[Records supplied — start]

//! Table column cache used for parameter type inference

use std::collections::HashMap;
use std::sync::Arc;

use dataexpress_core::{ColumnInfo, Connection, Result};
use dataexpress_query::TableCatalog;
use parking_lot::RwLock;

/// Column metadata per connection identity and table
///
/// Tables the catalog does not know are not cached, so a table created
/// later is picked up on the next lookup.
#[derive(Default)]
pub struct TableInfoCache {
    entries: RwLock<HashMap<(String, String), Arc<[ColumnInfo]>>>,
}

impl TableInfoCache {
    pub fn new() -> Self {
        Self::default()
    }

    /// Get cached columns for a table
    pub fn get(&self, identity: &str, table: &str) -> Option<Arc<[ColumnInfo]>> {
        let key = cache_key(identity, table);
        let result = self.entries.read().get(&key).cloned();
        if result.is_some() {
            tracing::debug!(identity = %identity, table = %table, "cache hit for columns");
        } else {
            tracing::debug!(identity = %identity, table = %table, "cache miss for columns");
        }
        result
    }

    pub fn insert(&self, identity: &str, table: &str, columns: Arc<[ColumnInfo]>) {
        self.entries.write().insert(cache_key(identity, table), columns);
    }

    /// Columns of `table`, read through the connection on a miss
    pub fn columns_for(&self, connection: &dyn Connection, table: &str) -> Result<Arc<[ColumnInfo]>> {
        let identity = connection.identity();
        if let Some(columns) = self.get(&identity, table) {
            return Ok(columns);
        }

        let columns: Arc<[ColumnInfo]> = connection.table_columns(table)?.into();
        if !columns.is_empty() {
            self.insert(&identity, table, columns.clone());
        }
        Ok(columns)
    }

    /// Drop one table, or every table of a connection when `table` is `None`
    pub fn invalidate(&self, identity: &str, table: Option<&str>) {
        let mut entries = self.entries.write();
        match table {
            Some(table) => {
                entries.remove(&cache_key(identity, table));
            }
            None => entries.retain(|(id, _), _| id != identity),
        }
        tracing::debug!(identity = %identity, table = ?table, "invalidated column cache");
    }

    pub fn clear(&self) {
        self.entries.write().clear();
    }

    pub fn len(&self) -> usize {
        self.entries.read().len()
    }

    pub fn is_empty(&self) -> bool {
        self.entries.read().is_empty()
    }
}

fn cache_key(identity: &str, table: &str) -> (String, String) {
    (identity.to_string(), table.to_ascii_uppercase())
}

/// Catalog view of one connection backed by a [`TableInfoCache`]
pub struct CachedCatalog<'a> {
    cache: &'a TableInfoCache,
    connection: &'a dyn Connection,
}

impl<'a> CachedCatalog<'a> {
    pub fn new(cache: &'a TableInfoCache, connection: &'a dyn Connection) -> Self {
        Self { cache, connection }
    }
}

impl TableCatalog for CachedCatalog<'_> {
    fn columns_of(&self, table: &str) -> Result<Arc<[ColumnInfo]>> {
        self.cache.columns_for(self.connection, table)
    }
}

[Records supplied — finish]

Your objective »
Work out how many lines in the material contain the string "TableCatalog", then write that number and nothing more.

Reply to the task »
2